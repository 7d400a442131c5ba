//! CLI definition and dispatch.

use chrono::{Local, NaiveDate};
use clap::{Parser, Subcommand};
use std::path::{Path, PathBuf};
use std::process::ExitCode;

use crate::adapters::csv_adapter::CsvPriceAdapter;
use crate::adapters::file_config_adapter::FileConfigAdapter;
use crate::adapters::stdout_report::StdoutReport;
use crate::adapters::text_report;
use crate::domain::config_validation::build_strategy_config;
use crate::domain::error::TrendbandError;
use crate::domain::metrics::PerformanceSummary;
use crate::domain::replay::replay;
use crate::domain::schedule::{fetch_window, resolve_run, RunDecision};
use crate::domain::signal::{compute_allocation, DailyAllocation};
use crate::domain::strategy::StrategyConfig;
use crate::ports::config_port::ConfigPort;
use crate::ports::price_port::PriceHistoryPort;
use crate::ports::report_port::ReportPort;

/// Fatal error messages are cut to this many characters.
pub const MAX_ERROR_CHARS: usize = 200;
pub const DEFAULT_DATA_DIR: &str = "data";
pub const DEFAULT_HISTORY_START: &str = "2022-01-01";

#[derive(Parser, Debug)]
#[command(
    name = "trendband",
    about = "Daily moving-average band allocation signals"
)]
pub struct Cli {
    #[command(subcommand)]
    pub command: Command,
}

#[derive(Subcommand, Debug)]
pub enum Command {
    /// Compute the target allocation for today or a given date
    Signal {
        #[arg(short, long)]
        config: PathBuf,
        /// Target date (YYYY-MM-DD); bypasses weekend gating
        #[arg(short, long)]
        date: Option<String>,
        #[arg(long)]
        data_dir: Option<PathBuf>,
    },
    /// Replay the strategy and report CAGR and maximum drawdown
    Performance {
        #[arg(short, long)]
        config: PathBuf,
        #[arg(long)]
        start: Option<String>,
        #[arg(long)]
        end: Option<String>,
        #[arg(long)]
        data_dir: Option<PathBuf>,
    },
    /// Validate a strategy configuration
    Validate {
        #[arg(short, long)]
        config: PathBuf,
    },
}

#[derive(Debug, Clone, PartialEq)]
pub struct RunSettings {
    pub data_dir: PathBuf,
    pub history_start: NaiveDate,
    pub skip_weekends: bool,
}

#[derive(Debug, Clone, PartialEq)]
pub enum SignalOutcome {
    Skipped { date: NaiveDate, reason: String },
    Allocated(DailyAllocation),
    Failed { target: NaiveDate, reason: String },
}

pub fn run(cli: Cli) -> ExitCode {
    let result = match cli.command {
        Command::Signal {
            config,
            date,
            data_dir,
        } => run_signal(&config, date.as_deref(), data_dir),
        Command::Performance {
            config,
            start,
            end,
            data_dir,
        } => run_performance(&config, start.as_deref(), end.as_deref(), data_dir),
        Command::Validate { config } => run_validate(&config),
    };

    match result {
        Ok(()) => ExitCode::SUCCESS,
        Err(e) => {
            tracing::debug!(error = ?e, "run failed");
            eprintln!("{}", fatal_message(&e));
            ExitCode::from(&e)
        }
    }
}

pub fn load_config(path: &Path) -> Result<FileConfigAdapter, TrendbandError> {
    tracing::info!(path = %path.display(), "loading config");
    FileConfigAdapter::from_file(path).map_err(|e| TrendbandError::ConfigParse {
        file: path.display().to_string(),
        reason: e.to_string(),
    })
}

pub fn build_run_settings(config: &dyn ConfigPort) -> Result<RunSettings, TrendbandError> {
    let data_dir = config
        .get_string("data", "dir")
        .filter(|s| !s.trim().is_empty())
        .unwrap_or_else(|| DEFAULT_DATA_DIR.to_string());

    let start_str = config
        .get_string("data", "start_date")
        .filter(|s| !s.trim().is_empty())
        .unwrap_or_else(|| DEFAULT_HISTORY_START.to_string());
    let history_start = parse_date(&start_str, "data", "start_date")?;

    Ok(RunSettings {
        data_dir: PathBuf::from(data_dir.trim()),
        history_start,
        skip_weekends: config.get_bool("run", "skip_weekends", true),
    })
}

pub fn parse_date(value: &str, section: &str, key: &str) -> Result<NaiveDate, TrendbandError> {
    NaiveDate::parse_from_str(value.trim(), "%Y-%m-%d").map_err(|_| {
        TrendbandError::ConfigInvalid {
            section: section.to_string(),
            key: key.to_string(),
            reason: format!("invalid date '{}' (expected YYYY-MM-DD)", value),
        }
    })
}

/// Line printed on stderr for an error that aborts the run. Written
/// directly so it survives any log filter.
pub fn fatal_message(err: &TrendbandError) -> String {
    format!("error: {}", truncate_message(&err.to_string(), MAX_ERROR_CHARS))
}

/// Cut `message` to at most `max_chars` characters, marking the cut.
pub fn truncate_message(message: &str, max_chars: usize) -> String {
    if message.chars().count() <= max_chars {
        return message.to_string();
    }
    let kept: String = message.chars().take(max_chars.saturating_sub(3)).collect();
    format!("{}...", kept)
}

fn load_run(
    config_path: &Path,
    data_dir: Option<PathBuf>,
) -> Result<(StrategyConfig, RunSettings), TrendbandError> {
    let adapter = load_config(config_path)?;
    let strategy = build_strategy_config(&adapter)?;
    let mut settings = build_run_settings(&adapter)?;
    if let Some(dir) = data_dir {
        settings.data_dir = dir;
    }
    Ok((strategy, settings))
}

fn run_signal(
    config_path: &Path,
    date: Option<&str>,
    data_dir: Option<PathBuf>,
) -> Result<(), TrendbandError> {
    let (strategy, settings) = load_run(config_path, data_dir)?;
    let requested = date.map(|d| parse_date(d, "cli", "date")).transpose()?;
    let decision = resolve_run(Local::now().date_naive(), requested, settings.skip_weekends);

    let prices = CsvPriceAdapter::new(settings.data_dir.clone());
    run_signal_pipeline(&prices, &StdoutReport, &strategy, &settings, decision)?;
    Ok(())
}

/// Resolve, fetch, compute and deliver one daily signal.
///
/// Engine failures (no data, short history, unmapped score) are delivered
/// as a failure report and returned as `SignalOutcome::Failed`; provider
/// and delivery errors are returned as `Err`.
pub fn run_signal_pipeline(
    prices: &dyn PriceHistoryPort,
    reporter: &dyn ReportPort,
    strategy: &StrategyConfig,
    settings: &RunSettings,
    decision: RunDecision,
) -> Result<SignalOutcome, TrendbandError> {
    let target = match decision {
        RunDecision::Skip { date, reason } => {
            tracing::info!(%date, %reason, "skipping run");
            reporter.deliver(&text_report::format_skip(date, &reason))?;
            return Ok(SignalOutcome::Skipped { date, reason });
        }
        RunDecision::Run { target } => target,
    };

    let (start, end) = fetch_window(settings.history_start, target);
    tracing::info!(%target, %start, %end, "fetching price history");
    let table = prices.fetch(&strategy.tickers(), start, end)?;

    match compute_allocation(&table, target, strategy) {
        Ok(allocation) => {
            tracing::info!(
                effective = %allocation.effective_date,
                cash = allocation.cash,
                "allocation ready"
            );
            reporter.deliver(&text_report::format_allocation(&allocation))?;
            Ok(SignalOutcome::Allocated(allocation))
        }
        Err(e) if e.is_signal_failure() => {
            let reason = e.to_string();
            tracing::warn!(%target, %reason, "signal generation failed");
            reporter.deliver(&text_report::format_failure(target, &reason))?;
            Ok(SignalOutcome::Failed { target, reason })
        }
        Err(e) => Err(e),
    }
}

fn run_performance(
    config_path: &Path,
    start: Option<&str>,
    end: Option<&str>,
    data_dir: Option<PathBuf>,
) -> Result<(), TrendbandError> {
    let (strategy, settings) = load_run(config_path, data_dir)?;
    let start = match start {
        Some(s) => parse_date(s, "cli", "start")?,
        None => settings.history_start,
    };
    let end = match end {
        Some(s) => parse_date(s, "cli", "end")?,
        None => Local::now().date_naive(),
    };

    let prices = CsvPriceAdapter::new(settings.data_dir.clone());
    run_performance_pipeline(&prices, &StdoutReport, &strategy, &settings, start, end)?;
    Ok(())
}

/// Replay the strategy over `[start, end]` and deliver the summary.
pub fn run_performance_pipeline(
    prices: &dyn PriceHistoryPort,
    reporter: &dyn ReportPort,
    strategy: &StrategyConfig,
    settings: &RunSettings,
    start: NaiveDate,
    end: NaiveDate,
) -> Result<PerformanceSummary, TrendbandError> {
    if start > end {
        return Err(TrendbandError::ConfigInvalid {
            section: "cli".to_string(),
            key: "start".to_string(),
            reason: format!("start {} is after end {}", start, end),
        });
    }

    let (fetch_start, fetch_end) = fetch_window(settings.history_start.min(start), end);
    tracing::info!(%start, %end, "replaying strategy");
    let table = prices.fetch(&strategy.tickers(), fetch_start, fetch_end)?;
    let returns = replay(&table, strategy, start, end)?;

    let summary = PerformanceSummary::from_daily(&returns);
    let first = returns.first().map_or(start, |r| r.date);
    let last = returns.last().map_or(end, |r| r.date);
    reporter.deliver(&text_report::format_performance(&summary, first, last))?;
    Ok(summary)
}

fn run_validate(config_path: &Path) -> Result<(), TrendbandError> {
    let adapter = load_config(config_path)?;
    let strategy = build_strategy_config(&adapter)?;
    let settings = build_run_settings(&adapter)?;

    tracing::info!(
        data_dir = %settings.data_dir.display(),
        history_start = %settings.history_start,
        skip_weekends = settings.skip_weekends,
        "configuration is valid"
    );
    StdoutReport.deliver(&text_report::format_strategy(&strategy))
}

+ + + + +

• EXERCISE DETAILS: Please state how many lines of the entries above include the string "prices", giving the number and nothing more.

• SOLUTION: 8